I felt a cold chill. Joker must have done something truly awful to get that look from Bruce. Dozens, maybe hundreds of people must have died -

“...What did he do?”

Batman mumbled something.

“Bruce, I can take it. Please tell me. What did Joker do?”

HE GLUED RUBBER NIPPLES TO THEIR BATSUITS, OKAY!?”

I clapped my hand over my mouth so hard I nearly clawed my own cheek.

“It is NOT FUNNY Selina. The costume designer liked the changes and they wanted to hire JOKER as a consultant. HIRE HIM!!”

I flopped to my knees as if bowled over by a Bat-fist. They just gave out under me. Poor Bruce, but I couldn't stop laughing.

Batman folded his arms, and levelled his best bat-scowl at me. Nope. Didn't stop the SmileX-alike hysterics he'd managed to reduce me to. Finally I managed to wrest control of my breathing.

“Are you finished?” He growled.

“Y-yes. Sorry, stud.” I wiped my eyes with the back of my glove, and looked up at him from my knee-flopped sit on the rooftop. “Just...images of Joker winding up as a host on FAB! ... and you, swinging around in a bat-*snort*-nipple suit...must be really cold in the cave...”

“Selina, it's no laughing matter. Joker's still at large.”
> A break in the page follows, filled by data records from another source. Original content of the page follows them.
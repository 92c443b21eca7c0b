use std::time::Duration;

use chrono::{DateTime, Utc};
use sqlx::PgPool;
use uuid::Uuid;
use validator::Validate;

use crate::discounts::error::DiscountError;
use crate::discounts::repository::DiscountsRepository;
use crate::discounts::{
    CreateDiscountRequest, Discount, SweepReport, UpdateDiscountRequest,
};

/// Upper bound on how long one discount's apply or remove pass may run
/// before the sweep moves on
const PER_DISCOUNT_TIMEOUT: Duration = Duration::from_secs(30);

/// Service for the discount lifecycle: CRUD, and the scheduled apply/remove
/// passes that push discounts onto products when their window opens and pull
/// them back off when it closes.
#[derive(Clone)]
pub struct DiscountService {
    pool: PgPool,
    repository: DiscountsRepository,
}

impl DiscountService {
    pub fn new(pool: PgPool) -> Self {
        let repository = DiscountsRepository::new(pool.clone());
        Self { pool, repository }
    }

    pub async fn create_discount(
        &self,
        request: CreateDiscountRequest,
    ) -> Result<Discount, DiscountError> {
        request
            .validate()
            .map_err(|e| DiscountError::Validation(e.to_string()))?;
        request.validate_rules().map_err(DiscountError::Validation)?;

        self.repository.create(&request).await
    }

    pub async fn update_discount(
        &self,
        id: Uuid,
        request: UpdateDiscountRequest,
    ) -> Result<Discount, DiscountError> {
        let existing = self
            .repository
            .find_by_id(id)
            .await?
            .ok_or(DiscountError::NotFound)?;

        request
            .validate_against(&existing)
            .map_err(DiscountError::Validation)?;

        self.repository.update(id, &request).await
    }

    pub async fn get_discount(&self, id: Uuid) -> Result<Discount, DiscountError> {
        self.repository
            .find_by_id(id)
            .await?
            .ok_or(DiscountError::NotFound)
    }

    pub async fn list_discounts(&self) -> Result<Vec<Discount>, DiscountError> {
        self.repository.find_all().await
    }

    pub async fn delete_discount(&self, id: Uuid) -> Result<(), DiscountError> {
        // Deleting a discount that is still attached would leave product
        // prices out of sync with the fold
        if !self.repository.unretired_entries(id).await?.is_empty() {
            return Err(DiscountError::Validation(
                "Discount is still applied to products; wait for the removal sweep \
                 or deactivate it first"
                    .to_string(),
            ));
        }

        self.repository.delete(id).await
    }

    /// Push a discount onto every product in its scope.
    ///
    /// Idempotent at two levels: the `auto_applied` flag short-circuits a
    /// repeat call for the whole discount, and the per-product applied-entry
    /// guard skips products that already carry the discount, so a pass that
    /// failed partway through resumes where it stopped. Each product is its
    /// own transaction; the flag is only set once the full pass succeeds.
    pub async fn auto_apply_to_products(
        &self,
        discount: &Discount,
        now: DateTime<Utc>,
    ) -> Result<u32, DiscountError> {
        if discount.auto_applied {
            return Ok(0);
        }

        let products = self.repository.matching_products(discount).await?;
        let mut affected = 0u32;

        for product in &products {
            let mut tx = self.pool.begin().await?;

            if DiscountsRepository::has_unretired_entry(&mut tx, discount.id, product.id).await? {
                tx.rollback().await?;
                continue;
            }

            let amount = discount.discount_amount(product.final_price);
            DiscountsRepository::attach_to_product(
                &mut tx,
                product.id,
                discount,
                amount,
                "automatic",
            )
            .await?;
            DiscountsRepository::insert_applied_entry(&mut tx, discount.id, product.id).await?;

            tx.commit().await?;
            affected += 1;
        }

        self.repository.set_auto_applied(discount.id).await?;

        tracing::info!(
            discount_id = %discount.id,
            products = affected,
            at = %now,
            "discount applied to products"
        );

        Ok(affected)
    }

    /// Pull a discount back off every product it was pushed onto.
    ///
    /// Walks the unretired applied entries rather than re-deriving the scope,
    /// so products that changed category or were unpublished since the apply
    /// pass are still cleaned up. A discount that expired without ever being
    /// applied has no entries; the pass just stamps `auto_removed`.
    pub async fn auto_remove_from_products(
        &self,
        discount: &Discount,
        now: DateTime<Utc>,
    ) -> Result<u32, DiscountError> {
        if discount.auto_removed {
            return Ok(0);
        }

        let entries = self.repository.unretired_entries(discount.id).await?;
        let mut affected = 0u32;

        for entry in &entries {
            let mut tx = self.pool.begin().await?;

            DiscountsRepository::detach_from_product(&mut tx, entry.product_id, discount.id)
                .await?;
            DiscountsRepository::retire_entry(&mut tx, entry.id).await?;

            tx.commit().await?;
            affected += 1;
        }

        self.repository.set_auto_removed(discount.id).await?;

        tracing::info!(
            discount_id = %discount.id,
            products = affected,
            at = %now,
            "discount removed from products"
        );

        Ok(affected)
    }

    /// One full sweep: apply every discount whose window has opened, remove
    /// every discount whose window has closed. A failure or timeout on one
    /// discount is logged and counted; the sweep continues with the rest.
    pub async fn run_sweep(&self, now: DateTime<Utc>) -> Result<SweepReport, DiscountError> {
        let mut report = SweepReport::default();

        for discount in self.repository.due_for_apply(now).await? {
            match tokio::time::timeout(
                PER_DISCOUNT_TIMEOUT,
                self.auto_apply_to_products(&discount, now),
            )
            .await
            {
                Ok(Ok(affected)) => {
                    report.discounts_applied += 1;
                    report.products_affected += affected;
                }
                Ok(Err(err)) => {
                    tracing::warn!(discount_id = %discount.id, error = %err, "apply pass failed");
                    report.failures += 1;
                }
                Err(_) => {
                    tracing::warn!(discount_id = %discount.id, "apply pass timed out");
                    report.failures += 1;
                }
            }
        }

        for discount in self.repository.due_for_removal(now).await? {
            match tokio::time::timeout(
                PER_DISCOUNT_TIMEOUT,
                self.auto_remove_from_products(&discount, now),
            )
            .await
            {
                Ok(Ok(affected)) => {
                    report.discounts_removed += 1;
                    report.products_affected += affected;
                }
                Ok(Err(err)) => {
                    tracing::warn!(discount_id = %discount.id, error = %err, "removal pass failed");
                    report.failures += 1;
                }
                Err(_) => {
                    tracing::warn!(discount_id = %discount.id, "removal pass timed out");
                    report.failures += 1;
                }
            }
        }

        tracing::info!(
            applied = report.discounts_applied,
            removed = report.discounts_removed,
            products = report.products_affected,
            failures = report.failures,
            "discount sweep complete"
        );

        Ok(report)
    }
}
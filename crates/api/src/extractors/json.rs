//! JSON body extractor with planner error responses.

use axum::{
    async_trait,
    extract::{rejection::JsonRejection, FromRequest, Request},
    Json,
};

use crate::error::ApiError;

/// Like [`axum::Json`], but malformed bodies are reported as
/// `400 validation_error` in the standard error envelope.
#[derive(Debug, Clone, Copy, Default)]
pub struct AppJson<T>(pub T);

#[async_trait]
impl<T, S> FromRequest<S> for AppJson<T>
where
    Json<T>: FromRequest<S, Rejection = JsonRejection>,
    S: Send + Sync,
{
    type Rejection = ApiError;

    async fn from_request(req: Request, state: &S) -> Result<Self, Self::Rejection> {
        let Json(value) = Json::<T>::from_request(req, state).await?;
        Ok(Self(value))
    }
}

#[cfg(test)]
mod tests {
    use super::*;
    use axum::{body::Body, http::header::CONTENT_TYPE};
    use serde::Deserialize;

    #[derive(Debug, Deserialize)]
    struct Payload {
        name: String,
    }

    fn request(body: &'static str) -> Request {
        axum::http::Request::builder()
            .method("POST")
            .uri("/")
            .header(CONTENT_TYPE, "application/json")
            .body(Body::from(body))
            .unwrap()
    }

    #[tokio::test]
    async fn test_valid_body() {
        let AppJson(payload) = AppJson::<Payload>::from_request(request(r#"{"name":"eng"}"#), &())
            .await
            .unwrap();
        assert_eq!(payload.name, "eng");
    }

    #[tokio::test]
    async fn test_malformed_body_is_validation_error() {
        let err = AppJson::<Payload>::from_request(request("{not json"), &())
            .await
            .unwrap_err();
        assert!(matches!(err, ApiError::Validation(_)));
    }

    #[tokio::test]
    async fn test_missing_field_is_validation_error() {
        let err = AppJson::<Payload>::from_request(request("{}"), &())
            .await
            .unwrap_err();
        assert!(matches!(err, ApiError::Validation(msg) if msg.contains("name")));
    }
}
“Allright, you've made the point." I purred at him, sliding up his legs and body till we were face to face - “...did you at least grab one of the suits? I might like the changes too.”

“Ha. Ha.” Batman wouldn't deign to smirk at that. His mouth stayed a thin, pursed line. I kissed it anyway.

“You're sexy when you're swallowing your pride. Serious though, how'd he get away?”

“I...” Batman scowled again, and cleared his throat.  “I almost had him. I tracked him to the costume department and then -”

“Mm?”

“Then I met the director.”

“Don't tell me he wanted to hire you too.”

“No” Batman gravelled. “He thought I already was hired. He - kept calling me 'Christian'. I told him two dozen times that I was Batman. He refused to believe me. That stubborn, insolent -”

Selina Kyle held her face together, because Catwoman's Cheshire smirk might have made him clam up and ruin the story.

“- said “I appreciate the depth of your Method acting there, Christian, but we have to keep to schedule” - I told him I had to apprehend the Joker, lives were at stake...he told me Heath was in makeup and wouldn't be ready for fifteen and I was absolutely required at the Batcave set -”

Images of a fretting Hollywood director - though to be fair, this guy was supposed to be English - herding the real Batman in front of the lights and cameras thinking he was the actor playing himself were just too damn surreal.

“So did you get to meet Liam Neeson?”

“No.”

“Gary Oldman?”

“No.”

“What happened, then?”

“I couldn’t exactly take off the cowl and prove I wasn’t this Bale person, and nothing I said got through to the director, so I decided to play along until I could locate the Joker.” Batman paced on the rooftop, cape flowing behind him, hands by his sides. It made him look very animal, very predatory. I sat, amused, and watched him. “They sent me to a part of the set where they were setting up for a stunt. Remembering that Joker was disguised as a stuntman and aware of the amount of dangerous props and materials he now had access to, I told them I would do my own stunt and while they were briefing me, I spotted him.”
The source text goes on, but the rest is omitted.